▸ **WORK TO BE COMPLETED**:
Word for word, copy the line containing "pub struct UserSubscription" and each line after it in the records below, ending with the last line.

PROVIDED MATERIAL: Begin

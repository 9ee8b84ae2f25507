//! Observable holder of the signed-in user.

use std::sync::{Arc, Mutex, RwLock, mpsc};
use std::time::Duration;

use crate::user::User;

#[derive(Debug, Default)]
struct Inner {
    value: RwLock<Option<User>>,
    subscribers: Mutex<Vec<mpsc::Sender<Option<User>>>>,
}

/// Current-user cell with broadcast of every transition.
///
/// - No IO / no async
/// - Subscribers see each `set`/`clear` in order, including the transition
///   to no user
/// - Dropped subscriptions are pruned on the next publish
///
/// Cheap to clone; clones share the cell.
#[derive(Debug, Clone, Default)]
pub struct CurrentUser {
    inner: Arc<Inner>,
}

impl CurrentUser {
    pub fn new() -> Self {
        Self::default()
    }

    pub fn get(&self) -> Option<User> {
        match self.inner.value.read() {
            Ok(guard) => guard.clone(),
            Err(poisoned) => poisoned.into_inner().clone(),
        }
    }

    pub fn set(&self, user: User) {
        self.publish(Some(user));
    }

    pub fn clear(&self) {
        self.publish(None);
    }

    /// Subscribe to future transitions (the current value is not replayed).
    pub fn subscribe(&self) -> UserSubscription {
        let (tx, rx) = mpsc::channel();

        match self.inner.subscribers.lock() {
            Ok(mut subs) => subs.push(tx),
            Err(poisoned) => poisoned.into_inner().push(tx),
        }

        UserSubscription { rx }
    }

    fn publish(&self, next: Option<User>) {
        // Held across the store and the fan-out so that concurrent publishers
        // broadcast in the same order their values are stored.
        let mut subs = match self.inner.subscribers.lock() {
            Ok(guard) => guard,
            Err(poisoned) => poisoned.into_inner(),
        };

        match self.inner.value.write() {
            Ok(mut guard) => *guard = next.clone(),
            Err(poisoned) => *poisoned.into_inner() = next.clone(),
        }

        subs.retain(|tx| tx.send(next.clone()).is_ok());
    }
}

/// Receiving end of a [`CurrentUser`] subscription.
#[derive(Debug)]
pub struct UserSubscription {
    rx: mpsc::Receiver<Option<User>>,
}

impl UserSubscription {
    /// Next pending transition, if one has already been published.
    pub fn try_next(&self) -> Option<Option<User>> {
        self.rx.try_recv().ok()
    }

    pub fn next_timeout(&self, timeout: Duration) -> Option<Option<User>> {
        self.rx.recv_timeout(timeout).ok()
    }

    /// All transitions published so far and not yet consumed.
    pub fn drain(&self) -> Vec<Option<User>> {
        self.rx.try_iter().collect()
    }
}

PROVIDED MATERIAL: End

▸ **ANSWER SECTION**:
pub struct UserSubscription {
    rx: mpsc::Receiver<Option<User>>,
}

impl UserSubscription {
    /// Next pending transition, if one has already been published.
    pub fn try_next(&self) -> Option<Option<User>> {
        self.rx.try_recv().ok()
    }

    pub fn next_timeout(&self, timeout: Duration) -> Option<Option<User>> {
        self.rx.recv_timeout(timeout).ok()
    }

    /// All transitions published so far and not yet consumed.
    pub fn drain(&self) -> Vec<Option<User>> {
        self.rx.try_iter().collect()
    }
}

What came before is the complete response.